Merging Overlapping Intervals

Merging Overlapping Intervals

Imagine you have a list of time slots. Maybe one meeting runs from 1 PM to 4 PM, another from 2 PM to 3 PM, and so on. Some of these slots overlap — they share part of the same time. The goal of this problem is to combine all the overlapping slots into clean, separate blocks that have no overlap at all.

What is an interval?

An interval is just a pair of numbers that marks a start and an end. We write it like [s, e], where s is the start and e is the end.

For example, [1, 4] means "begins at 1, ends at 4". Think of it as a line segment stretching from point 1 to point 4 on a ruler.

You are given a whole array of these intervals:

intervals[i] = [si, ei]

Your task is to merge every group of overlapping intervals and return a new list where none of the intervals overlap anymore — but together they still cover everything the original list covered.

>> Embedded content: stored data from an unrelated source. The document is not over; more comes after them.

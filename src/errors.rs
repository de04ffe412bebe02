pub type AuthResult<T> = Result<T, AuthError>;

/// Single error type for every public boundary in the session core.
///
/// Validation and authorization failures are recoverable and local; storage
/// failures are contained at the store boundary and normally never reach a
/// caller; `Transport` covers everything the HTTP collaborator can do wrong
/// except a 401, which is not an error value at all (it triggers the forced
/// logout instead).
#[derive(thiserror::Error, Debug)]
pub enum AuthError {
    #[error("{0}")]
    Validation(String),
    #[error("{0}")]
    Authentication(String),
    #[error("{0}")]
    Forbidden(String),
    #[error("storage error: {0}")]
    Storage(String),
    #[error("transport error: {0}")]
    Transport(#[from] reqwest::Error),
    #[error("internal error: {0}")]
    Internal(String),
}

impl AuthError {
    pub fn validation(message: impl Into<String>) -> Self {
        Self::Validation(message.into())
    }

    pub fn authentication(message: impl Into<String>) -> Self {
        Self::Authentication(message.into())
    }

    pub fn forbidden(message: impl Into<String>) -> Self {
        Self::Forbidden(message.into())
    }

    pub fn storage(message: impl Into<String>) -> Self {
        Self::Storage(message.into())
    }

    pub fn internal(message: impl Into<String>) -> Self {
        Self::Internal(message.into())
    }

    /// True for failures the caller can fix and retry locally (bad input,
    /// missing permission) as opposed to collaborator or infrastructure
    /// trouble.
    pub fn is_recoverable(&self) -> bool {
        matches!(self, Self::Validation(_) | Self::Forbidden(_))
    }
}

impl From<serde_json::Error> for AuthError {
    fn from(value: serde_json::Error) -> Self {
        Self::Storage(value.to_string())
    }
}

impl From<std::io::Error> for AuthError {
    fn from(value: std::io::Error) -> Self {
        Self::Storage(value.to_string())
    }
}
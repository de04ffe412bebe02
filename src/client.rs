//! Authenticated request dispatch with unauthorized-response recovery.
//!
//! Every call carries the session's current auth headers. A 401 from any
//! endpoint forces the session back to `Unauthenticated` before the
//! response is handed back; callers must not treat the response as usable
//! on that path.

use std::sync::Arc;

use reqwest::{Method, Response, StatusCode};
use serde_json::Value;

use crate::errors::AuthResult;
use crate::session::AuthSession;

#[derive(Clone)]
pub struct AuthorizedClient {
    http: reqwest::Client,
    session: Arc<AuthSession>,
    base_url: String,
}

impl AuthorizedClient {
    pub fn new(session: Arc<AuthSession>, base_url: impl Into<String>) -> Self {
        Self {
            http: reqwest::Client::new(),
            session,
            base_url: base_url.into(),
        }
    }

    pub fn session(&self) -> &Arc<AuthSession> {
        &self.session
    }

    /// Issue a request with the session's credential attached.
    ///
    /// On a 401 the session is force-logged-out synchronously before this
    /// returns; the (still-401) response comes back so the caller can see
    /// what happened, but its body carries no usable data.
    pub async fn request(
        &self,
        method: Method,
        path: &str,
        body: Option<&Value>,
    ) -> AuthResult<Response> {
        let url = format!("{}{}", self.base_url, path);
        let mut request = self
            .http
            .request(method.clone(), &url)
            .headers(self.session.auth_headers().await);
        if let Some(body) = body {
            request = request.json(body);
        }

        let response = request.send().await?;

        if response.status() == StatusCode::UNAUTHORIZED {
            tracing::warn!(%method, %url, "unauthorized response; forcing logout");
            self.session.force_logout().await;
        }

        Ok(response)
    }

    pub async fn get(&self, path: &str) -> AuthResult<Response> {
        self.request(Method::GET, path, None).await
    }

    pub async fn post(&self, path: &str, body: &Value) -> AuthResult<Response> {
        self.request(Method::POST, path, Some(body)).await
    }

    pub async fn delete(&self, path: &str) -> AuthResult<Response> {
        self.request(Method::DELETE, path, None).await
    }
}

When do two intervals overlap?

This is the key rule of the whole problem. Two intervals [s1, e1] and [s2, e2] overlap when:

e1 >= s2

In plain words: if the end of the first interval reaches (or goes past) the start of the second interval, they touch or cross, so they overlap. When they overlap, you can squash them together into one bigger interval that runs from the smallest start to the largest end.

Walking through Example 1

Input:

intervals = [[1, 4], [2, 3], [3, 4], [4, 6]]

Let's see why they all collapse into one:

• [2, 3] sits completely inside [1, 4] (it starts after 1 and ends before 4), so it adds nothing new. Merge it away.
• [3, 4] also lies inside [1, 4] for the same reason. Merge it away.
• Now look at [1, 4] and [4, 6]. The end of the first is 4, and the start of the second is 4. Since 4 >= 4, they touch — so they overlap. Joining them gives [1, 6].

After all the merging, everything from 1 to 6 is covered by a single block:

Output: [[1, 6]]

You may return the answer in any order — the order of intervals in your output list does not matter.

The function you must write

The starter code gives you a C++ class:

using namespace std;
class Solution {
public:
    vector<vector<int>> overlapReduction(vect ) {
    }
};

You take in the list of intervals and return a vector<vector<int>> — a list of [start, end] pairs with no overlaps left.

A simple way to think about solving it

A common, beginner-friendly plan:

1. Sort the intervals by their start value. This lines them up left to right, so overlaps always appear next to each other.
2. Keep the last interval you have finished so far.
3. For each new interval, check the overlap rule. If its start is <= the current end, stretch the current end to the larger of the two ends. If not, the current block is done — save it and start a fresh block.

Sorting first is what makes this easy: once everything is in order, you only ever need to compare each interval with the one right before it.